Para Coase o caminho deveria ser o contrário, examinar o
sistema como um todo e não apenas cada situação em particular, como em um
êmbolo simples. O mais disruptivo da proposta de Coase, à diferença de toda
economia jurídica de seu tempo, foi pensar uma mudança paradigmática: Coase não
propunha mudanças NO sistema, mas mudança DE sistema, como se pode denotar na
conclusão do seu artigo:
Seria claramente desejável se as únicas ações realizadas fossem aquelas nas quais o ganho gerado compensasse a perda sofrida. Mas, ao se escolher entre arranjos sociais, em um contexto no qual decisões individuais são tomadas, nós temos de ter em mente que a mudança no sistema existente, a qual conduzirá ao aperfeiçoamento em algumas decisões, pode muito bem levar à pioria em outras. Além disso, tem-se que levar em conta os custos envolvidos para operar os vários arranjos sociais (se seria o trabalho de um mercado ou de um departamento de governo), bem como os custos envolvidos na mudança para um novo sistema. Ao se projetar e escolher entre arranjos sociais, devemos considerar o efeito total. Isso, acima de tudo, é a mudança de abordagem, para a qual estou advogando (COASE, 1960. p. 36)

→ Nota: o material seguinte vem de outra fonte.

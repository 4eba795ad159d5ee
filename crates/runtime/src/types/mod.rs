//! Core types and identifiers for the OpShield runtime

use serde::{Deserialize, Serialize};
use uuid::Uuid;

pub mod error;

pub use error::*;

/// Identifier of an incident being worked by the autonomy loop.
///
/// Incident ids are operator-supplied strings (ticket numbers, alert ids),
/// not generated UUIDs, so they survive round trips through external systems.
#[derive(Debug, Clone, PartialEq, Eq, Hash, Serialize, Deserialize)]
pub struct IncidentId(pub String);

impl IncidentId {
    pub fn new(id: impl Into<String>) -> Self {
        Self(id.into())
    }

    pub fn as_str(&self) -> &str {
        &self.0
    }
}

impl std::fmt::Display for IncidentId {
    fn fmt(&self, f: &mut std::fmt::Formatter<'_>) -> std::fmt::Result {
        write!(f, "{}", self.0)
    }
}

impl From<&str> for IncidentId {
    fn from(s: &str) -> Self {
        Self(s.to_string())
    }
}

/// Unique identifier for a single proposed/executed action
#[derive(Debug, Clone, Copy, PartialEq, Eq, Hash, Serialize, Deserialize)]
pub struct ActionId(pub Uuid);

impl ActionId {
    pub fn new() -> Self {
        Self(Uuid::new_v4())
    }
}

impl Default for ActionId {
    fn default() -> Self {
        Self::new()
    }
}

impl std::fmt::Display for ActionId {
    fn fmt(&self, f: &mut std::fmt::Formatter<'_>) -> std::fmt::Result {
        write!(f, "{}", self.0)
    }
}

/// Unique identifier for an approval request
#[derive(Debug, Clone, Copy, PartialEq, Eq, Hash, Serialize, Deserialize)]
pub struct ApprovalId(pub Uuid);

impl ApprovalId {
    pub fn new() -> Self {
        Self(Uuid::new_v4())
    }
}

impl Default for ApprovalId {
    fn default() -> Self {
        Self::new()
    }
}

impl std::fmt::Display for ApprovalId {
    fn fmt(&self, f: &mut std::fmt::Formatter<'_>) -> std::fmt::Result {
        write!(f, "{}", self.0)
    }
}

/// Identifier for one learning-loop iteration
#[derive(Debug, Clone, Copy, PartialEq, Eq, Hash, Serialize, Deserialize)]
pub struct LoopId(pub Uuid);

impl LoopId {
    pub fn new() -> Self {
        Self(Uuid::new_v4())
    }
}

impl Default for LoopId {
    fn default() -> Self {
        Self::new()
    }
}

impl std::fmt::Display for LoopId {
    fn fmt(&self, f: &mut std::fmt::Formatter<'_>) -> std::fmt::Result {
        write!(f, "{}", self.0)
    }
}

/// Identifier of an episode within an incident's memory.
///
/// Formatted as `<incident>_<nnn>` so episode files and back references stay
/// human-readable in persisted snapshots.
#[derive(Debug, Clone, PartialEq, Eq, Hash, Serialize, Deserialize)]
pub struct EpisodeId(pub String);

impl EpisodeId {
    /// Build the id for the `index`-th episode of an incident.
    pub fn for_step(incident: &IncidentId, index: usize) -> Self {
        Self(format!("{}_{:03}", incident.0, index))
    }

    pub fn as_str(&self) -> &str {
        &self.0
    }
}

impl std::fmt::Display for EpisodeId {
    fn fmt(&self, f: &mut std::fmt::Formatter<'_>) -> std::fmt::Result {
        write!(f, "{}", self.0)
    }
}

/// Identifier of a fix playbook (e.g. `PB-SQLI-NODE-EXPRESS-001`)
#[derive(Debug, Clone, PartialEq, Eq, Hash, Serialize, Deserialize)]
pub struct PlaybookId(pub String);

impl PlaybookId {
    pub fn new(id: impl Into<String>) -> Self {
        Self(id.into())
    }

    /// Generate a random id for learned playbooks.
    pub fn random() -> Self {
        Self(Uuid::new_v4().to_string())
    }

    pub fn as_str(&self) -> &str {
        &self.0
    }
}

impl std::fmt::Display for PlaybookId {
    fn fmt(&self, f: &mut std::fmt::Formatter<'_>) -> std::fmt::Result {
        write!(f, "{}", self.0)
    }
}

/// Risk classification for tools and actions
#[derive(
    Debug, Clone, Copy, PartialEq, Eq, PartialOrd, Ord, Hash, Serialize, Deserialize, Default,
)]
#[serde(rename_all = "snake_case")]
pub enum RiskLevel {
    #[default]
    None,
    Low,
    Medium,
    High,
    Critical,
}

impl RiskLevel {
    /// Whether this risk level requires a human in the loop before execution.
    pub fn requires_approval(&self) -> bool {
        matches!(self, RiskLevel::High | RiskLevel::Critical)
    }
}

impl std::fmt::Display for RiskLevel {
    fn fmt(&self, f: &mut std::fmt::Formatter<'_>) -> std::fmt::Result {
        let s = match self {
            RiskLevel::None => "none",
            RiskLevel::Low => "low",
            RiskLevel::Medium => "medium",
            RiskLevel::High => "high",
            RiskLevel::Critical => "critical",
        };
        write!(f, "{}", s)
    }
}

/// Execution environment an incident runs against
#[derive(Debug, Clone, Copy, PartialEq, Eq, Hash, Serialize, Deserialize, Default)]
#[serde(rename_all = "snake_case")]
pub enum Environment {
    #[default]
    Development,
    Staging,
    Production,
    /// Digital-twin environment used by shadow simulations.
    Shadow,
}

impl Environment {
    pub fn is_production(&self) -> bool {
        matches!(self, Environment::Production)
    }
}

impl std::fmt::Display for Environment {
    fn fmt(&self, f: &mut std::fmt::Formatter<'_>) -> std::fmt::Result {
        let s = match self {
            Environment::Development => "development",
            Environment::Staging => "staging",
            Environment::Production => "production",
            Environment::Shadow => "shadow",
        };
        write!(f, "{}", s)
    }
}

/// Incident severity, used for ROI valuation and classifier context
#[derive(
    Debug, Clone, Copy, PartialEq, Eq, PartialOrd, Ord, Hash, Serialize, Deserialize, Default,
)]
#[serde(rename_all = "snake_case")]
pub enum Severity {
    Low,
    #[default]
    Medium,
    High,
    Critical,
}

impl Severity {
    /// Dollar value a full resolution at this severity is worth.
    pub fn resolution_value(&self) -> f64 {
        match self {
            Severity::Low => 100.0,
            Severity::Medium => 1_000.0,
            Severity::High => 5_000.0,
            Severity::Critical => 10_000.0,
        }
    }
}

impl std::fmt::Display for Severity {
    fn fmt(&self, f: &mut std::fmt::Formatter<'_>) -> std::fmt::Result {
        let s = match self {
            Severity::Low => "low",
            Severity::Medium => "medium",
            Severity::High => "high",
            Severity::Critical => "critical",
        };
        write!(f, "{}", s)
    }
}

#[cfg(test)]
mod tests {
    use super::*;

    #[test]
    fn episode_id_format_is_stable() {
        let incident = IncidentId::new("INC-42");
        assert_eq!(EpisodeId::for_step(&incident, 0).as_str(), "INC-42_000");
        assert_eq!(EpisodeId::for_step(&incident, 17).as_str(), "INC-42_017");
    }

    #[test]
    fn risk_level_ordering_and_approval() {
        assert!(RiskLevel::Critical > RiskLevel::High);
        assert!(RiskLevel::High.requires_approval());
        assert!(RiskLevel::Critical.requires_approval());
        assert!(!RiskLevel::Medium.requires_approval());
    }

    #[test]
    fn risk_level_serde_is_snake_case() {
        let json = serde_json::to_string(&RiskLevel::High).unwrap();
        assert_eq!(json, "\"high\"");
        let back: RiskLevel = serde_json::from_str("\"critical\"").unwrap();
        assert_eq!(back, RiskLevel::Critical);
    }

    #[test]
    fn severity_resolution_value() {
        assert_eq!(Severity::Critical.resolution_value(), 10_000.0);
        assert_eq!(Severity::Low.resolution_value(), 100.0);
    }

    #[test]
    fn environment_production_check() {
        assert!(Environment::Production.is_production());
        assert!(!Environment::Development.is_production());
        assert_eq!(Environment::Shadow.to_string(), "shadow");
    }
}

Por fim, importa ainda ressalvar que para a justa
aplicabilidade da sua proposta teórica, no sentido da eficiência econômica, eram
necessárias algumas condições. Se estivermos em um sistema com regras claras e
bem definidas (inclusive contratos), com direitos de propriedade bem
delimitados, um tipo ideal de sistema econômico liberal, e nele emergir uma
externalidade negativa será muito mais conveniente e eficiente encontrar uma
alocação de recursos a partir de uma negociação, um acordo, entre as partes.
Como se vê, Coase avança sobre a proposta anterior de Pigou. Este, propunha que
as possíveis soluções viessem de fora, dos tributos, por exemplo; já Coase,
subverte completamente essa compreensão. A solução será sempre mais eficiente,
no sentido da alocação de recursos, se advinda de um acordo privado, ente as
próprias partes. Nesse sentido, pode afirmar que regras jurídicas e
governamentais não afetam (necessariamente) a eficiência na alocação das
externalidades, dos custos. E isso porque as partes sempre irão negociar as melhores
soluções (o chamado Ótimo de Pareto[3]), ressalvando que,
nesses casos, não haja custos de transação e que os direitos estejam claramente
definidos.
Ora, a proposta ou princípio teórico implícito no Teorema de
Ronald Coase soa como música aos ouvidos da Teoria Econômica do final dos 30
Anos Gloriosos, o ocaso do Walfare State municiado pelos princípios econômicos
keynesianos. Escrito há mais de três décadas, o Artigo de Coase é coroado pelo
Nobel de Economia, é a teoria econômica, que estabelece um novo paradigma
jurídico, muito conveniente para seu tempo: o neoliberalismo. É disso que
trataremos na conclusão do texto.
CONCLUSÃO – A TEORIA
REFLETE AS IDEIAS DE SEU TEMPO
Quando vem à luz o texto clássico de Coase, o artigo “O
problema do custo social” (COASE, 1960), o mundo era muito diferente do de
hoje. Era um mundo que ainda reorganizava-se dos horrores das duas grandes
Guerras. Nos países de capitalismo central vigiam políticas keynesianas que
lhes propiciava bem estar social e, com ele, uma barreira que continha, nos
planos político e econômico, algumas conquistas alcançadas pelos trabalhadores
do outro lado da Cortina de Ferro (Oliveira, 2009. p. 243). Foi também um tempo
no qual ocorreram os “processos de descolonização da África e da Ásia,
sobretudo entre as décadas de 1960 e 1970, [trazendo] novos países para o
cenário internacional” (SANTOS, 2017). Esse quadro em tela rebateu sobre a
Europa e os Estados Unidos (embora não somente, mas sobretudo) a necessidade de
responder teórica e juridicamente a essas mudanças geopolíticas.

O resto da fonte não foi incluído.